* _Exercise description_
Your job is to copy every line in the material containing the word "without".

* _Data for processing_
>>>>>

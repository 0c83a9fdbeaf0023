//! Granular key/value store with per-key subscriptions.
//!
//! Every entry is addressed by a string name such as `position:3` and keeps
//! its own subscriber list. Writing one key only ever notifies the callbacks
//! registered for that exact key, which is what lets the list engine move a
//! single container without touching the others.
//!
//! Names do not need to be declared up front: the first `set` or `subscribe`
//! for a name creates its entry.
//!
//! Writes can be grouped with [`BindingStore::batch`]. Inside a batch values
//! are stored immediately (so `get` observes them) but notifications are held
//! back until the outermost batch ends; a key whose value ends the batch equal
//! to what it was before the batch is not notified at all.

use crate::collections::map::{HashMap, HashSet};
use smallvec::SmallVec;
use std::cell::{Cell, RefCell};
use std::fmt;
use std::rc::{Rc, Weak};

/// Identifier handed out for each registered callback.
#[derive(Clone, Copy, Debug, PartialEq, Eq, Hash)]
pub struct SubscriberId(u64);

type Callback<V> = Rc<dyn Fn(&V)>;

struct Entry<V> {
    value: Option<V>,
    subscribers: SmallVec<[(SubscriberId, Callback<V>); 2]>,
}

impl<V> Default for Entry<V> {
    fn default() -> Self {
        Self {
            value: None,
            subscribers: SmallVec::new(),
        }
    }
}

struct StoreInner<V> {
    entries: RefCell<HashMap<String, Entry<V>>>,
    next_subscriber: Cell<u64>,
    batch_depth: Cell<usize>,
    /// Keys written during the current batch with the value they held before it.
    pending: RefCell<Vec<(String, Option<V>)>>,
    pending_names: RefCell<HashSet<String>>,
    /// Number of callback invocations delivered so far (diagnostic).
    delivered: Cell<u64>,
}

/// Shared handle to a binding store.
///
/// Cloning is cheap and every clone addresses the same entries. The store is
/// single-threaded; all reads, writes and callbacks happen on the thread that
/// owns the list.
pub struct BindingStore<V> {
    inner: Rc<StoreInner<V>>,
}

impl<V> Clone for BindingStore<V> {
    fn clone(&self) -> Self {
        Self {
            inner: Rc::clone(&self.inner),
        }
    }
}

impl<V> fmt::Debug for BindingStore<V> {
    fn fmt(&self, f: &mut fmt::Formatter<'_>) -> fmt::Result {
        f.debug_struct("BindingStore")
            .field("entries", &self.inner.entries.borrow().len())
            .field("batch_depth", &self.inner.batch_depth.get())
            .field("delivered", &self.inner.delivered.get())
            .finish()
    }
}

impl<V: Clone + PartialEq + 'static> Default for BindingStore<V> {
    fn default() -> Self {
        Self::new()
    }
}

impl<V: Clone + PartialEq + 'static> BindingStore<V> {
    pub fn new() -> Self {
        Self {
            inner: Rc::new(StoreInner {
                entries: RefCell::new(HashMap::default()),
                next_subscriber: Cell::new(1),
                batch_depth: Cell::new(0),
                pending: RefCell::new(Vec::new()),
                pending_names: RefCell::new(HashSet::default()),
                delivered: Cell::new(0),
            }),
        }
    }

    /// Returns a clone of the value stored under `key`, if any.
    pub fn get(&self, key: &str) -> Option<V> {
        self.inner
            .entries
            .borrow()
            .get(key)
            .and_then(|entry| entry.value.clone())
    }

    /// Runs `f` with a reference to the value under `key` without cloning it.
    pub fn with<R>(&self, key: &str, f: impl FnOnce(Option<&V>) -> R) -> R {
        let entries = self.inner.entries.borrow();
        f(entries.get(key).and_then(|entry| entry.value.as_ref()))
    }

    /// Stores `value` under `key`.
    ///
    /// Returns `false` and notifies nobody when the key already holds an
    /// equal value. Otherwise the subscribers of `key` (and only those) are
    /// called, immediately or at the end of the enclosing batch.
    pub fn set(&self, key: &str, value: V) -> bool {
        let previous = {
            let mut entries = self.inner.entries.borrow_mut();
            if let Some(entry) = entries.get_mut(key) {
                if entry.value.as_ref() == Some(&value) {
                    return false;
                }
                entry.value.replace(value.clone())
            } else {
                entries.insert(
                    key.to_owned(),
                    Entry {
                        value: Some(value.clone()),
                        subscribers: SmallVec::new(),
                    },
                );
                None
            }
        };

        if self.inner.batch_depth.get() > 0 {
            if self.inner.pending_names.borrow_mut().insert(key.to_owned()) {
                self.inner
                    .pending
                    .borrow_mut()
                    .push((key.to_owned(), previous));
            }
            return true;
        }

        self.deliver(key, &value);
        true
    }

    /// Registers `callback` for changes of `key`.
    ///
    /// The callback is not invoked for the current value. Dropping the
    /// returned [`Subscription`] unregisters it.
    pub fn subscribe(&self, key: &str, callback: impl Fn(&V) + 'static) -> Subscription {
        let id = SubscriberId(self.inner.next_subscriber.get());
        self.inner.next_subscriber.set(id.0 + 1);
        self.inner
            .entries
            .borrow_mut()
            .entry(key.to_owned())
            .or_default()
            .subscribers
            .push((id, Rc::new(callback)));

        let weak: Weak<StoreInner<V>> = Rc::downgrade(&self.inner);
        let name = key.to_owned();
        Subscription {
            id,
            cancel: Some(Box::new(move || {
                if let Some(inner) = weak.upgrade() {
                    if let Some(entry) = inner.entries.borrow_mut().get_mut(&name) {
                        entry.subscribers.retain(|(sub, _)| *sub != id);
                    }
                }
            })),
        }
    }

    /// Runs `f` with notifications deferred until it returns.
    ///
    /// Batches nest; only the outermost one flushes.
    pub fn batch<R>(&self, f: impl FnOnce() -> R) -> R {
        let _scope = BatchScope::enter(self);
        f()
    }

    /// Number of callbacks currently registered for `key`.
    pub fn subscriber_count(&self, key: &str) -> usize {
        self.inner
            .entries
            .borrow()
            .get(key)
            .map_or(0, |entry| entry.subscribers.len())
    }

    /// Total callback invocations delivered since the store was created.
    pub fn delivered_notifications(&self) -> u64 {
        self.inner.delivered.get()
    }

    pub fn is_batching(&self) -> bool {
        self.inner.batch_depth.get() > 0
    }

    fn deliver(&self, key: &str, value: &V) {
        // Clone the callbacks out so a callback may read, write or
        // (un)subscribe without hitting a live borrow.
        let callbacks: SmallVec<[Callback<V>; 4]> = self
            .inner
            .entries
            .borrow()
            .get(key)
            .map(|entry| entry.subscribers.iter().map(|(_, cb)| Rc::clone(cb)).collect())
            .unwrap_or_default();

        for callback in callbacks {
            self.inner.delivered.set(self.inner.delivered.get() + 1);
            callback(value);
        }
    }

    fn flush(&self) {
        let pending = std::mem::take(&mut *self.inner.pending.borrow_mut());
        self.inner.pending_names.borrow_mut().clear();
        if pending.is_empty() {
            return;
        }
        log::trace!("binding store: flushing {} batched keys", pending.len());
        for (key, before) in pending {
            let Some(current) = self.get(&key) else {
                continue;
            };
            if before.as_ref() == Some(&current) {
                continue;
            }
            self.deliver(&key, &current);
        }
    }
}

struct BatchScope<'a, V: Clone + PartialEq + 'static> {
    store: &'a BindingStore<V>,
}

impl<'a, V: Clone + PartialEq + 'static> BatchScope<'a, V> {
    fn enter(store: &'a BindingStore<V>) -> Self {
        let depth = &store.inner.batch_depth;
        depth.set(depth.get() + 1);
        Self { store }
    }
}

impl<V: Clone + PartialEq + 'static> Drop for BatchScope<'_, V> {
    fn drop(&mut self) {
        let depth = &self.store.inner.batch_depth;
        depth.set(depth.get() - 1);
        if depth.get() == 0 && !std::thread::panicking() {
            self.store.flush();
        }
    }
}

/// Registration handle returned by [`BindingStore::subscribe`].
///
/// The callback stays registered for as long as this value lives.
#[must_use = "dropping a Subscription unregisters its callback"]
pub struct Subscription {
    id: SubscriberId,
    cancel: Option<Box<dyn FnOnce()>>,
}

impl Subscription {
    pub fn id(&self) -> SubscriberId {
        self.id
    }

    /// Unregisters the callback now.
    pub fn cancel(mut self) {
        if let Some(cancel) = self.cancel.take() {
            cancel();
        }
    }
}

impl fmt::Debug for Subscription {
    fn fmt(&self, f: &mut fmt::Formatter<'_>) -> fmt::Result {
        f.debug_struct("Subscription")
            .field("id", &self.id)
            .field("active", &self.cancel.is_some())
            .finish()
    }
}

impl Drop for Subscription {
    fn drop(&mut self) {
        if let Some(cancel) = self.cancel.take() {
            cancel();
        }
    }
}

#[cfg(test)]
mod tests {
    use super::*;

    fn recorder() -> (Rc<RefCell<Vec<i32>>>, impl Fn(&i32) + 'static) {
        let seen = Rc::new(RefCell::new(Vec::new()));
        let sink = Rc::clone(&seen);
        (seen, move |value: &i32| sink.borrow_mut().push(*value))
    }

    #[test]
    fn get_returns_none_for_unknown_key() {
        let store = BindingStore::<i32>::new();
        assert_eq!(store.get("position:0"), None);
    }

    #[test]
    fn set_notifies_only_subscribers_of_that_key() {
        let store = BindingStore::new();
        let (first, cb_first) = recorder();
        let (second, cb_second) = recorder();
        let _a = store.subscribe("position:0", cb_first);
        let _b = store.subscribe("position:1", cb_second);

        assert!(store.set("position:0", 10));

        assert_eq!(*first.borrow(), vec![10]);
        assert!(second.borrow().is_empty());
        assert_eq!(store.get("position:0"), Some(10));
    }

    #[test]
    fn writing_same_value_is_a_no_op() {
        let store = BindingStore::new();
        let (seen, cb) = recorder();
        let _sub = store.subscribe("column:2", cb);

        assert!(store.set("column:2", 1));
        assert!(!store.set("column:2", 1));

        assert_eq!(*seen.borrow(), vec![1]);
        assert_eq!(store.delivered_notifications(), 1);
    }

    #[test]
    fn dropping_subscription_unregisters() {
        let store = BindingStore::new();
        let (seen, cb) = recorder();
        let sub = store.subscribe("itemKey:0", cb);
        assert_eq!(store.subscriber_count("itemKey:0"), 1);

        drop(sub);
        store.set("itemKey:0", 5);

        assert_eq!(store.subscriber_count("itemKey:0"), 0);
        assert!(seen.borrow().is_empty());
    }

    #[test]
    fn batch_defers_notifications_until_end() {
        let store = BindingStore::new();
        let (seen, cb) = recorder();
        let _sub = store.subscribe("position:0", cb);

        store.batch(|| {
            store.set("position:0", 1);
            store.set("position:0", 2);
            assert_eq!(store.get("position:0"), Some(2));
            assert!(seen.borrow().is_empty());
        });

        assert_eq!(*seen.borrow(), vec![2]);
    }

    #[test]
    fn batch_that_restores_original_value_is_silent() {
        let store = BindingStore::new();
        store.set("position:0", 7);
        let (seen, cb) = recorder();
        let _sub = store.subscribe("position:0", cb);

        store.batch(|| {
            store.set("position:0", 8);
            store.set("position:0", 7);
        });

        assert!(seen.borrow().is_empty());
    }

    #[test]
    fn batch_notifies_each_written_key_once_in_write_order() {
        let store = BindingStore::new();
        let order = Rc::new(RefCell::new(Vec::new()));
        let subs: Vec<_> = (0..50)
            .map(|slot| {
                let sink = Rc::clone(&order);
                store.subscribe(&format!("position:{slot}"), move |value: &i32| {
                    sink.borrow_mut().push(*value)
                })
            })
            .collect();

        store.batch(|| {
            for round in 0..3 {
                for slot in (0..50).rev() {
                    store.set(&format!("position:{slot}"), slot * 10 + round);
                }
            }
        });

        let expected: Vec<i32> = (0..50).rev().map(|slot| slot * 10 + 2).collect();
        assert_eq!(*order.borrow(), expected);

        // Names tracked by the finished batch do not leak into the next one.
        order.borrow_mut().clear();
        store.batch(|| store.set("position:7", -1));
        assert_eq!(*order.borrow(), vec![-1]);
        drop(subs);
    }

    #[test]
    fn nested_batches_flush_once() {
        let store = BindingStore::new();
        let (seen, cb) = recorder();
        let _sub = store.subscribe("k", cb);

        store.batch(|| {
            store.batch(|| {
                store.set("k", 1);
            });
            assert!(seen.borrow().is_empty());
            store.set("k", 3);
        });

        assert_eq!(*seen.borrow(), vec![3]);
    }

    #[test]
    fn callback_can_write_other_keys() {
        let store = BindingStore::new();
        let echo = store.clone();
        let _sub = store.subscribe("a", move |value: &i32| {
            echo.set("b", value * 2);
        });

        store.set("a", 21);

        assert_eq!(store.get("b"), Some(42));
    }

    #[test]
    fn subscription_outliving_store_drops_cleanly() {
        let store = BindingStore::<i32>::new();
        let sub = store.subscribe("a", |_| {});
        drop(store);
        sub.cancel();
    }
}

<<<<<

* _The completed task_
//! single container without touching the others.
    /// Runs `f` with a reference to the value under `key` without cloning it.
        // (un)subscribe without hitting a live borrow.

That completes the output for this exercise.